The functions sqrt and sometimes even cbrt are commonly available, but it is nice to see how they can be calculated.

There are several approaches, but the most popular ones are Newton’s method and an algorithmic formulation of how roots are taken manually, for those old enough to still have learned it in school. Earlier measurements that I did many years ago showed that the Newton approximation is slower, but it would be worth to do newer measurements.

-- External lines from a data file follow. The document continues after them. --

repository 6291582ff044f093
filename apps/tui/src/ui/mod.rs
// UI module for the renewables viewer
// Both views render from the same store state

pub mod screens;
pub mod widgets;

use crate::app::App;
use ratatui::layout::{Alignment, Constraint, Direction, Layout, Margin, Rect};
use ratatui::style::{Color, Modifier, Style};
use ratatui::text::{Line as TextLine, Span};
use ratatui::widgets::Paragraph;
use ratatui::Frame;
use renewables_core::ViewMode;

pub fn ui(app: &App, f: &mut Frame<'_>) {
    let layout = Layout::default()
        .direction(Direction::Vertical)
        .constraints([
            Constraint::Length(3), // Header: view toggle and filter
            Constraint::Min(8),    // Map or table
            Constraint::Length(3), // Status
            Constraint::Length(1), // Shortcuts hint
        ])
        .split(f.area().inner(Margin::new(1, 0)));

    widgets::header::render_header(app, f, layout[0]);

    match app.store.view_mode() {
        ViewMode::Map => screens::map::render_map_view(app, f, layout[1]),
        ViewMode::List => screens::list::render_list_view(app, f, layout[1]),
    }

    widgets::status::render_status(app, f, layout[2]);
    render_shortcuts(f, layout[3]);

    if app.show_help {
        widgets::popup::render_help_popup(f, f.area());
    }
}

fn render_shortcuts(f: &mut Frame<'_>, area: Rect) {
    let key_style = Style::default()
        .fg(Color::Yellow)
        .add_modifier(Modifier::BOLD);

    let help_text = vec![
        Span::styled("Tab", key_style),
        Span::raw(": Map/List   "),
        Span::styled("←/→", key_style),
        Span::raw(": Filter   "),
        Span::styled("↑/↓", key_style),
        Span::raw(": Select   "),
        Span::styled("r", key_style),
        Span::raw(": Reload   "),
        Span::styled("?", key_style),
        Span::raw(": Help   "),
        Span::styled("q", key_style),
        Span::raw(": Quit"),
    ];

    let paragraph = Paragraph::new(TextLine::from(help_text)).alignment(Alignment::Center);
    f.render_widget(paragraph, area);
}

#[cfg(test)]
mod tests {
    use super::ui;
    use crate::app::source::ProjectSource;
    use crate::app::App;
    use crate::config::AppConfig;
    use async_trait::async_trait;
    use ratatui::backend::TestBackend;
    use ratatui::Terminal;
    use renewables_core::{FetchError, Project, ProjectType, ViewMode};
    use std::sync::Arc;

    #[derive(Debug)]
    struct NoSource;

    #[async_trait]
    impl ProjectSource for NoSource {
        async fn fetch(&self, _filter: Option<ProjectType>) -> Result<Vec<Project>, FetchError> {
            Ok(Vec::new())
        }
    }

    fn app_with(projects: Vec<Project>, view: ViewMode) -> App {
        let config = AppConfig {
            initial_view: view,
            ..AppConfig::default()
        };
        let mut app = App::new(&config, Arc::new(NoSource));
        app.store.replace_projects(projects);
        app
    }

    fn rendered(app: &App) -> String {
        let mut terminal = Terminal::new(TestBackend::new(100, 30)).unwrap();
        terminal.draw(|f| ui(app, f)).unwrap();
        terminal
            .backend()
            .buffer()
            .content()
            .iter()
            .map(ratatui::buffer::Cell::symbol)
            .collect()
    }

    fn farm() -> Project {
        Project {
            id: 1,
            name: "Solar Farm Alpha".to_string(),
            kind: "solar".to_string(),
            latitude: 40.7128,
            longitude: -74.006,
        }
    }

    #[test]
    fn list_view_shows_table_rows() {
        let screen = rendered(&app_with(vec![farm()], ViewMode::List));

        assert!(screen.contains("Solar Farm Alpha"));
        assert!(screen.contains("Latitude"));
        assert!(screen.contains("40.7128"));
    }

    #[test]
    fn map_view_shows_selected_marker_details() {
        let screen = rendered(&app_with(vec![farm()], ViewMode::Map));

        assert!(screen.contains("Map (1 projects)"));
        assert!(screen.contains("Location: 40.7128, -74.0060"));
    }

    #[test]
    fn error_is_shown_alongside_stale_data() {
        let mut app = app_with(vec![farm()], ViewMode::List);
        app.store.set_error("network error: down");

        let screen = rendered(&app);

        assert!(screen.contains("Error: network error: down"));
        assert!(screen.contains("Solar Farm Alpha"));
    }
}
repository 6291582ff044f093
use async_trait::async_trait;
use renewables_core::{Completion, FetchError, Project, ProjectType, Store};
use renewables_tui::app::FetchCoordinator;
use renewables_tui::ProjectSource;
use std::collections::HashMap;
use std::sync::{Arc, Mutex};
use tokio::sync::oneshot;

type Outcome = Result<Vec<Project>, FetchError>;

/// Each filter's response is held back until the test releases it, so the
/// test decides the order in which loads resolve.
#[derive(Debug, Default)]
struct GatedSource {
    gates: Mutex<HashMap<Option<ProjectType>, oneshot::Receiver<Outcome>>>,
    calls: Mutex<Vec<Option<ProjectType>>>,
}

impl GatedSource {
    fn gate(&self, filter: Option<ProjectType>) -> oneshot::Sender<Outcome> {
        let (tx, rx) = oneshot::channel();
        self.gates.lock().unwrap().insert(filter, rx);
        tx
    }

    fn calls(&self) -> Vec<Option<ProjectType>> {
        self.calls.lock().unwrap().clone()
    }
}

#[async_trait]
impl ProjectSource for GatedSource {
    async fn fetch(&self, filter: Option<ProjectType>) -> Outcome {
        self.calls.lock().unwrap().push(filter);
        let gate = self.gates.lock().unwrap().remove(&filter);
        match gate {
            Some(rx) => rx
                .await
                .unwrap_or_else(|_| Err(FetchError::Transport("gate dropped".into()))),
            None => Err(FetchError::Transport("no gate".into())),
        }
    }
}

fn project(id: i64, kind: &str) -> Project {
    Project {
        id,
        name: format!("Project {id}"),
        kind: kind.to_string(),
        latitude: 45.0,
        longitude: -93.0,
    }
}

#[tokio::test]
async fn newer_load_wins_when_older_resolves_last() {
    let source = Arc::new(GatedSource::default());
    let release_solar = source.gate(Some(ProjectType::Solar));
    let release_wind = source.gate(Some(ProjectType::Wind));

    let mut store = Store::new();
    let mut coordinator = FetchCoordinator::new(source.clone());

    coordinator.request(&mut store, Some(ProjectType::Solar));
    coordinator.request(&mut store, Some(ProjectType::Wind));
    assert!(store.loading());

    release_wind.send(Ok(vec![project(2, "wind")])).unwrap();
    assert_eq!(
        coordinator.next_completion(&mut store).await,
        Some(Completion::Applied)
    );

    release_solar.send(Ok(vec![project(1, "solar")])).unwrap();
    assert_eq!(
        coordinator.next_completion(&mut store).await,
        Some(Completion::Discarded)
    );

    assert_eq!(store.projects(), &[project(2, "wind")]);
    assert!(!store.loading());
    assert_eq!(store.error(), None);
}

#[tokio::test]
async fn stale_failure_is_ignored() {
    let source = Arc::new(GatedSource::default());
    let release_all = source.gate(None);
    let release_hydro = source.gate(Some(ProjectType::Hydroelectric));

    let mut store = Store::new();
    let mut coordinator = FetchCoordinator::new(source.clone());

    coordinator.request(&mut store, None);
    coordinator.request(&mut store, Some(ProjectType::Hydroelectric));

    release_all
        .send(Err(FetchError::Status {
            code: 503,
            reason: "Service Unavailable".into(),
        }))
        .unwrap();
    assert_eq!(
        coordinator.next_completion(&mut store).await,
        Some(Completion::Discarded)
    );
    assert!(store.loading());
    assert_eq!(store.error(), None);

    release_hydro
        .send(Ok(vec![project(3, "hydroelectric")]))
        .unwrap();
    assert_eq!(coordinator.settle(&mut store).await, Some(Completion::Applied));
    assert_eq!(store.projects(), &[project(3, "hydroelectric")]);
}

#[tokio::test]
async fn failed_load_keeps_projects_and_sets_error() {
    let source = Arc::new(GatedSource::default());
    let release_all = source.gate(None);
    let release_solar = source.gate(Some(ProjectType::Solar));

    let mut store = Store::new();
    let mut coordinator = FetchCoordinator::new(source.clone());

    coordinator.request(&mut store, None);
    release_all
        .send(Ok(vec![project(1, "solar"), project(2, "wind")]))
        .unwrap();
    coordinator.settle(&mut store).await;

    coordinator.request(&mut store, Some(ProjectType::Solar));
    assert!(store.loading());
    release_solar
        .send(Err(FetchError::Transport("connection refused".into())))
        .unwrap();

    assert_eq!(coordinator.settle(&mut store).await, Some(Completion::Failed));
    assert_eq!(store.projects(), &[project(1, "solar"), project(2, "wind")]);
    assert_eq!(store.error(), Some("network error: connection refused"));
    assert!(!store.loading());
}

#[tokio::test]
async fn filter_round_trip_issues_one_request_per_change() {
    let source = Arc::new(GatedSource::default());
    let release_wind = source.gate(Some(ProjectType::Wind));
    let release_all = source.gate(None);

    let mut store = Store::new();
    let mut coordinator = FetchCoordinator::new(source.clone());

    for selected in [Some(ProjectType::Wind), None] {
        if let Some(renewables_core::Effect::LoadProjects(filter)) =
            store.set_selected_type(selected)
        {
            coordinator.request(&mut store, filter);
        }
    }

    release_wind.send(Ok(vec![project(2, "wind")])).unwrap();
    release_all.send(Ok(vec![project(1, "solar")])).unwrap();
    coordinator.settle(&mut store).await;

    assert_eq!(store.selected_type(), None);
    assert_eq!(store.projects(), &[project(1, "solar")]);

    let mut calls = source.calls();
    calls.sort_by_key(|filter| filter.map_or(0, |kind| kind.index() + 1));
    assert_eq!(calls, vec![None, Some(ProjectType::Wind)]);
}

#[tokio::test]
async fn drain_is_non_blocking() {
    let source = Arc::new(GatedSource::default());
    let _release_all = source.gate(None);

    let mut store = Store::new();
    let mut coordinator = FetchCoordinator::new(source.clone());
    coordinator.request(&mut store, None);

    assert!(coordinator.drain(&mut store).is_empty());
    assert!(store.loading());
    assert!(coordinator.is_outstanding());
}
use color_eyre::eyre::eyre;
use std::fs::OpenOptions;
use std::path::Path;
use std::sync::Mutex;
use tracing_subscriber::EnvFilter;

/// Initializes tracing, writing to `log_file` so the alternate screen stays
/// clean.
///
/// `RUST_LOG` wins when set; otherwise the level is `info`, or `debug` when
/// `debug` is true.
pub fn setup_tracing(log_file: &Path, debug: bool) -> color_eyre::Result<()> {
    let default_level = if debug { "debug" } else { "info" };
    let filter =
        EnvFilter::try_from_default_env().unwrap_or_else(|_| EnvFilter::new(default_level));

    if let Some(parent) = log_file.parent() {
        if !parent.as_os_str().is_empty() && !parent.exists() {
            std::fs::create_dir_all(parent)?;
        }
    }

    let file = OpenOptions::new()
        .create(true)
        .append(true)
        .open(log_file)?;

    tracing_subscriber::fmt()
        .with_env_filter(filter)
        .with_writer(Mutex::new(file))
        .with_ansi(false)
        .with_target(false)
        .try_init()
        .map_err(|e| eyre!("Failed to initialize logging: {e}"))?;

    Ok(())
}
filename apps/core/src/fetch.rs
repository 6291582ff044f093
//! Latest-wins bookkeeping for project loads.
//!
//! Every load is issued a [`LoadTicket`] carrying a generation number. Only
//! the ticket of the most recently issued load may write its outcome into
//! the store; anything older is dropped on arrival. There is no
//! transport-level cancellation, superseded requests simply run out.

use crate::domain::{Project, ProjectType};
use crate::error::FetchError;
use crate::store::Store;

#[derive(Debug, Clone, Copy, PartialEq, Eq)]
pub struct LoadTicket {
    pub generation: u64,
    pub filter: Option<ProjectType>,
}

/// What happened to a finished load.
#[derive(Debug, Clone, Copy, PartialEq, Eq)]
pub enum Completion {
    Applied,
    Failed,
    Discarded,
}

#[derive(Debug, Default)]
pub struct LoadTracker {
    issued: u64,
    outstanding: Option<u64>,
}

impl LoadTracker {
    pub const fn new() -> Self {
        Self {
            issued: 0,
            outstanding: None,
        }
    }

    /// Starts a load: supersedes any outstanding one, raises the loading
    /// flag and clears the previous error.
    pub fn begin(&mut self, store: &mut Store, filter: Option<ProjectType>) -> LoadTicket {
        self.issued += 1;
        if let Some(previous) = self.outstanding.replace(self.issued) {
            tracing::debug!(previous, current = self.issued, "superseding outstanding load");
        }
        store.set_loading(true);
        store.clear_error();

        LoadTicket {
            generation: self.issued,
            filter,
        }
    }

    pub fn complete(
        &mut self,
        store: &mut Store,
        ticket: LoadTicket,
        outcome: Result<Vec<Project>, FetchError>,
    ) -> Completion {
        if self.outstanding != Some(ticket.generation) {
            tracing::debug!(
                generation = ticket.generation,
                latest = self.issued,
                "discarding stale load result"
            );
            return Completion::Discarded;
        }
        self.outstanding = None;

        match outcome {
            Ok(projects) => {
                tracing::info!(
                    generation = ticket.generation,
                    count = projects.len(),
                    filter = ?ticket.filter,
                    "projects loaded"
                );
                store.replace_projects(projects);
                Completion::Applied
            }
            Err(error) => {
                tracing::warn!(generation = ticket.generation, %error, "project load failed");
                store.set_error(error.to_string());
                Completion::Failed
            }
        }
    }

    pub const fn is_outstanding(&self) -> bool {
        self.outstanding.is_some()
    }
}

/// `{base}/projects`, with `?project_type=` appended only for a filter.
pub fn projects_url(base: &str, filter: Option<ProjectType>) -> String {
    let base = base.trim_end_matches('/');
    filter.map_or_else(
        || format!("{base}/projects"),
        |kind| format!("{base}/projects?project_type={}", kind.as_str()),
    )
}

pub fn parse_projects(body: &[u8]) -> Result<Vec<Project>, FetchError> {
    serde_json::from_slice(body).map_err(FetchError::from)
}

So we have an equation y = x^2 or y=x^3 and want to find x or a well defined approximation of x when we know y. Mathematically speaking we want to assume that y is constant and we want to find an x for which f(x)=x^2-y=0 or g(x)=x^3-y=0. If we guess such an x and then draw the tangent at the curve of the function at the point (x, f(x)) or (x, g(x)), then the intersection point of the tangent can be used as the next approximation. This method converges in the case of these two functions (and some others) and is reasonably fast. Now the tangent has the linear equation

    \[\frac{y-y_0}{x-x_0}=f'(x_0)\]

where y_0=f(x_0) and f'(x)=\frac{df(x)}{dx} is the derivative of f(x). We want to solve this equation for y=0 and thus we get

    \[x-x_0 = -\frac{f(x_0)}{f'(x_0)}\]

and thus

    \[x=x_0-\frac{f(x_0)}{f'(x_0)}\]

As an iteration rule

    \[\bigwedge_{i=0}^\infty x_{i+1}=x_i-\frac{f(x_i)}{f'(x_i)}\]

In case of the sqare root we can just start with an estimation by shifting half the length to the right, but avoiding zero, which is important because of the division. Then we get for an appropriate n

    \[x_0 = 2^{-n}y\]

    \[x_{i+1}=x_i-\frac{x_i^2-y}{2x_i}=\frac{x_i+y/x_i}{2}\]

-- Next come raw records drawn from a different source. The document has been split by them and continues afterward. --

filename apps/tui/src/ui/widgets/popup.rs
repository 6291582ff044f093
use ratatui::layout::{Alignment, Constraint, Direction, Layout, Rect};
use ratatui::style::{Color, Modifier, Style};
use ratatui::text::{Line as TextLine, Span};
use ratatui::widgets::{Block, Borders, Clear, Paragraph};
use ratatui::Frame;

const KEY_HELP: [(&str, &str); 9] = [
    ("m / l", "Map view / List view"),
    ("Tab", "Toggle view"),
    ("←/→", "Previous / next project type"),
    ("0-3", "All Types, Solar, Wind, Hydroelectric"),
    ("r", "Reload projects"),
    ("↑/↓", "Select project"),
    ("PgUp/PgDn Home/End", "Jump in list view"),
    ("?", "Toggle this help"),
    ("q / Esc", "Quit"),
];

pub fn centered_rect(percent_x: u16, percent_y: u16, area: Rect) -> Rect {
    let popup_layout = Layout::default()
        .direction(Direction::Vertical)
        .constraints([
            Constraint::Percentage((100 - percent_y) / 2),
            Constraint::Percentage(percent_y),
            Constraint::Percentage((100 - percent_y) / 2),
        ])
        .split(area);

    let horizontal_layout = Layout::default()
        .direction(Direction::Horizontal)
        .constraints([
            Constraint::Percentage((100 - percent_x) / 2),
            Constraint::Percentage(percent_x),
            Constraint::Percentage((100 - percent_x) / 2),
        ])
        .split(popup_layout[1]);

    horizontal_layout[1]
}

pub fn render_help_popup(f: &mut Frame<'_>, area: Rect) {
    let popup_area = centered_rect(60, 60, area);
    f.render_widget(Clear, popup_area);

    let key_style = Style::default()
        .fg(Color::Yellow)
        .add_modifier(Modifier::BOLD);

    let lines = KEY_HELP
        .iter()
        .map(|(key, action)| {
            TextLine::from(vec![
                Span::styled(format!("{key:>20}"), key_style),
                Span::raw("  "),
                Span::raw(*action),
            ])
        })
        .collect::<Vec<_>>();

    let paragraph = Paragraph::new(lines)
        .block(
            Block::default()
                .title("Help")
                .borders(Borders::ALL)
                .border_style(Style::default().fg(Color::Yellow)),
        )
        .alignment(Alignment::Left);

    f.render_widget(paragraph, popup_area);
}
use crate::app::state::{App, FILTER_OPTIONS};
use crossterm::event::KeyCode;
use renewables_core::ViewMode;

mod help;
mod list;
mod map;

pub fn dispatch_input(app: &mut App, key: KeyCode) {
    if help::handle_help_toggle(app, key) {
        return;
    }

    if handle_global_input(app, key) {
        return;
    }

    match app.store.view_mode() {
        ViewMode::Map => map::handle_map_input(app, key),
        ViewMode::List => list::handle_list_input(app, key),
    }
}

/// Keys that mean the same thing in both views.
fn handle_global_input(app: &mut App, key: KeyCode) -> bool {
    match key {
        KeyCode::Char('q') | KeyCode::Esc => app.quit(),
        KeyCode::Char('m') => app.set_view(ViewMode::Map),
        KeyCode::Char('l') => app.set_view(ViewMode::List),
        KeyCode::Tab => app.toggle_view(),
        KeyCode::Left => app.cycle_filter(false),
        KeyCode::Right => app.cycle_filter(true),
        KeyCode::Char('r') => app.reload(),
        KeyCode::Char(c @ '0'..='3') => {
            let index = c as usize - '0' as usize;
            app.select_filter(FILTER_OPTIONS[index]);
        }
        _ => return false,
    }
    true
}
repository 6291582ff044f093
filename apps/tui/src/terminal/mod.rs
mod setup;

pub use setup::{cleanup_terminal_state as cleanup, setup_terminal as setup};
use clap::Parser;
use color_eyre::Result;
use renewables_tui::cli::CliArgs;
use renewables_tui::config::init_app_config;
use renewables_tui::{event, logging, terminal, App, HttpProjectSource};
use std::sync::Arc;

#[tokio::main]
async fn main() -> Result<()> {
    // Setup error handling
    color_eyre::install()?;

    let args = CliArgs::parse();
    args.apply_env_overrides();

    let config = match init_app_config() {
        Ok(config) => config,
        Err(e) => {
            eprintln!("{}", CliArgs::help_text());
            return Err(e);
        }
    };

    logging::setup_tracing(&config.log_file, config.debug)?;
    tracing::info!(api_url = %config.api_url, "starting renewables viewer");

    let source = HttpProjectSource::new(config.api_url.clone(), config.timeout)?;
    let mut app = App::new(&config, Arc::new(source));

    // Check if we're running in a terminal
    if args.headless || !is_terminal() {
        return event::run_headless(&mut app, args.json).await;
    }

    let mut terminal = terminal::setup()?;

    let result = event::run(&mut terminal, &mut app).await;

    terminal::cleanup(true, true);

    result
}

fn is_terminal() -> bool {
    atty::is(atty::Stream::Stdout)
}
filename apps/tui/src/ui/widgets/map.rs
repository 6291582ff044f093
use ratatui::style::Color;
use renewables_core::{Bounds, ProjectType};

/// Center of the initial view (continental US) in degrees.
pub const DEFAULT_CENTER: (f64, f64) = (39.8283, -98.5795);
const DEFAULT_HALF_SPAN_LAT: f64 = 15.0;
const DEFAULT_HALF_SPAN_LON: f64 = 30.0;
const PADDING_DEGREES: f64 = 2.0;

pub fn type_color(kind: Option<ProjectType>) -> Color {
    match kind {
        Some(ProjectType::Solar) => Color::Yellow,
        Some(ProjectType::Wind) => Color::Cyan,
        Some(ProjectType::Hydroelectric) => Color::Rgb(0, 120, 238),
        None => Color::Gray,
    }
}

/// Canvas bounds: `x` is longitude, `y` is latitude.
#[derive(Debug, Clone, Copy, PartialEq)]
pub struct Viewport {
    pub x_bounds: [f64; 2],
    pub y_bounds: [f64; 2],
}

/// The default US view, widened just enough to keep every marker visible.
pub fn viewport(bounds: Option<Bounds>) -> Viewport {
    let (center_lat, center_lon) = DEFAULT_CENTER;
    let mut view = Viewport {
        x_bounds: [
            center_lon - DEFAULT_HALF_SPAN_LON,
            center_lon + DEFAULT_HALF_SPAN_LON,
        ],
        y_bounds: [
            center_lat - DEFAULT_HALF_SPAN_LAT,
            center_lat + DEFAULT_HALF_SPAN_LAT,
        ],
    };

    if let Some(bounds) = bounds {
        view.x_bounds[0] = view.x_bounds[0].min(bounds.min_longitude - PADDING_DEGREES);
        view.x_bounds[1] = view.x_bounds[1].max(bounds.max_longitude + PADDING_DEGREES);
        view.y_bounds[0] = view.y_bounds[0].min(bounds.min_latitude - PADDING_DEGREES);
        view.y_bounds[1] = view.y_bounds[1].max(bounds.max_latitude + PADDING_DEGREES);
    }

    view.x_bounds = [view.x_bounds[0].max(-180.0), view.x_bounds[1].min(180.0)];
    view.y_bounds = [view.y_bounds[0].max(-90.0), view.y_bounds[1].min(90.0)];
    view
}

The last form is quite intuitive, even without calculus. As I said this converges usefully fast and there is tons of math around to describe the behavior, speed, precision and convergence of the calculations performed in this algorithm. Written in Ruby just for integers, this is quite simple. Convergence is simply discovered by the fact that the result does not change any more, which may fail in some cases, where intermediate results oscillate between two values, but just for the purpose of benchmarking it seems to be sufficient:

def sqrt_newton(x)
  if (x == 0) then
    return 0
  end
  y0 = x
  u0 = x
  while (u0 > 0) do
    y0 >>= 1
    u0 >>= 2
  end
  y0 = [1, y0].max
  yi = y0
  yi_minus_1 = -1
  loop do
    yi_plus_1 = (yi + x/yi) >> 1;
    if (yi_minus_1 == yi_plus_1) then
      return [yi, yi_minus_1].min
    elsif (yi == yi_plus_1) then
      return yi
    end
    yi_minus_1 = yi
    yi = yi_plus_1
  end
end

The newton algorithm tends to oscillate between two approximations, so this termination criteria takes into account y_{i-1}, y_i and y_{i+1} and uses the lower of the two oscillating values. This results in calculating the largest integer y such that y^2\le x and (y+1)^2 > x.

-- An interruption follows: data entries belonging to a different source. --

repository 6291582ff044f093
#[derive(Clone, Copy, Debug, PartialEq, Eq)]
pub enum SpinnerMode {
    Spinning,
    Idle,
}

const SPINNER_FRAMES: [&str; 6] = ["⠋", "⠙", "⠹", "⠸", "⠼", "⠴"];
const SPINNER_CYCLES_PER_SECOND: f64 = 1.25;
const SPINNER_MAX_FRAME_DELTA: f64 = 0.25;

/// Advances the spinner phase (in cycles, kept in `[0, 1)`) by the time since
/// the previous tick. Returns the new phase and the tick to remember.
pub fn advance_spinner(
    phase: f64,
    last_tick: Option<f64>,
    now_seconds: f64,
    mode: SpinnerMode,
) -> (f64, Option<f64>) {
    let delta = last_tick.map_or(0.0, |last| {
        (now_seconds - last).clamp(0.0, SPINNER_MAX_FRAME_DELTA)
    });

    let next_phase = match mode {
        SpinnerMode::Spinning => (phase + delta * SPINNER_CYCLES_PER_SECOND).rem_euclid(1.0),
        SpinnerMode::Idle => phase.rem_euclid(1.0),
    };

    (next_phase, Some(now_seconds))
}

#[allow(
    clippy::cast_possible_truncation,
    clippy::cast_sign_loss,
    clippy::cast_precision_loss
)]
pub fn spinner_symbol(phase: f64) -> &'static str {
    let index = (phase.rem_euclid(1.0) * SPINNER_FRAMES.len() as f64) as usize;
    SPINNER_FRAMES[index.min(SPINNER_FRAMES.len() - 1)]
}
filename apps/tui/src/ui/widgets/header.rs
use crate::app::state::{filter_index, FILTER_OPTIONS};
use crate::app::App;
use ratatui::layout::{Alignment, Constraint, Direction, Layout, Margin, Rect};
use ratatui::style::{Color, Modifier, Style};
use ratatui::text::{Line as TextLine, Span};
use ratatui::widgets::{Block, Borders, Paragraph};
use ratatui::Frame;
use renewables_core::{filter_label, ViewMode};

pub fn render_header(app: &App, f: &mut Frame<'_>, area: Rect) {
    let block = Block::default()
        .title("== Renewable Projects ==")
        .title_style(
            Style::default()
                .fg(Color::Cyan)
                .add_modifier(Modifier::BOLD),
        )
        .borders(Borders::ALL)
        .border_style(Style::default().fg(Color::Cyan));
    f.render_widget(block, area);

    let chunks = Layout::default()
        .direction(Direction::Horizontal)
        .constraints([Constraint::Percentage(40), Constraint::Percentage(60)])
        .split(area.inner(Margin::new(1, 1)));

    let toggle = Paragraph::new(view_toggle_line(app.store.view_mode())).alignment(Alignment::Left);
    f.render_widget(toggle, chunks[0]);

    let filter = Paragraph::new(filter_select_line(app)).alignment(Alignment::Right);
    f.render_widget(filter, chunks[1]);
}

/// Both modes are always drawn; exactly one is highlighted.
fn view_toggle_line(active: ViewMode) -> TextLine<'static> {
    let mut spans = Vec::new();
    for mode in [ViewMode::Map, ViewMode::List] {
        let style = if mode == active {
            Style::default()
                .fg(Color::Black)
                .bg(Color::Cyan)
                .add_modifier(Modifier::BOLD)
        } else {
            Style::default().fg(Color::Gray)
        };
        spans.push(Span::styled(format!(" {} ", mode.label()), style));
        spans.push(Span::raw(" "));
    }
    TextLine::from(spans)
}

fn filter_select_line(app: &App) -> TextLine<'_> {
    let selected = filter_index(app.store.selected_type());
    let mut spans = vec![Span::styled(
        "Project Type: ",
        Style::default().fg(Color::Gray),
    )];

    for (index, option) in FILTER_OPTIONS.iter().enumerate() {
        let style = if index == selected {
            Style::default()
                .fg(Color::Black)
                .bg(Color::Yellow)
                .add_modifier(Modifier::BOLD)
        } else {
            Style::default().fg(Color::White)
        };
        spans.push(Span::styled(format!(" {} ", filter_label(*option)), style));
    }

    TextLine::from(spans)
}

For the third root we get for an appropriate n

    \[x_0 = 2^{-n}y\]

    \[x_{i+1}=x_i-\frac{x_i^3-y}{3x_i^2}=\frac{x_i+y/x_i^2}{3}\]

Again this is a useful way and there is math around on when to stop for a desired precision.
Read Wikipedia for the convergence issues.

There is another approach, that people used to know when doing calculations on paper was more important than today. For the decimal system it works like this:

1. 7 3 2 0 5
----------------------
/ 3.00 00 00 00 00
/\/ 1 = 20*0*1+1^2
-
2 00
1 89 = 20*1*7+7^2
----
11 00
10 29 = 20*17*3+3^2
-----
71 00
69 24 = 20*173*2+2^2
-----
1 76 00
0 = 20*1732*0+0^2
-------
1 76 00 00
1 73 20 25 = 20*17320*5+5^2
----------
2 79 75
(source Wikipedia)
We group the digits to the left and to the right of the decimal point in groups of two. The highest possible square of an integral number that is below or equal to the leftmost group (03 in the example above) is used for the first digit of the result (1 in the example above). This square is subtracted and the next group is appended (200 in the example). Assuming that y_n is the result already calculated and x_n is what we have achieved after the subtraction and the appending of the next group, we search for a digit z_n such that u_n = 20\cdot y_n\cdot z_n + z_n^2 \le x_n. z_n is chosen in such a way that it yields the maximum possible u_n wich is still \le x_n. Subtracting u_n from x_n and appending the next group allows for the next iteration.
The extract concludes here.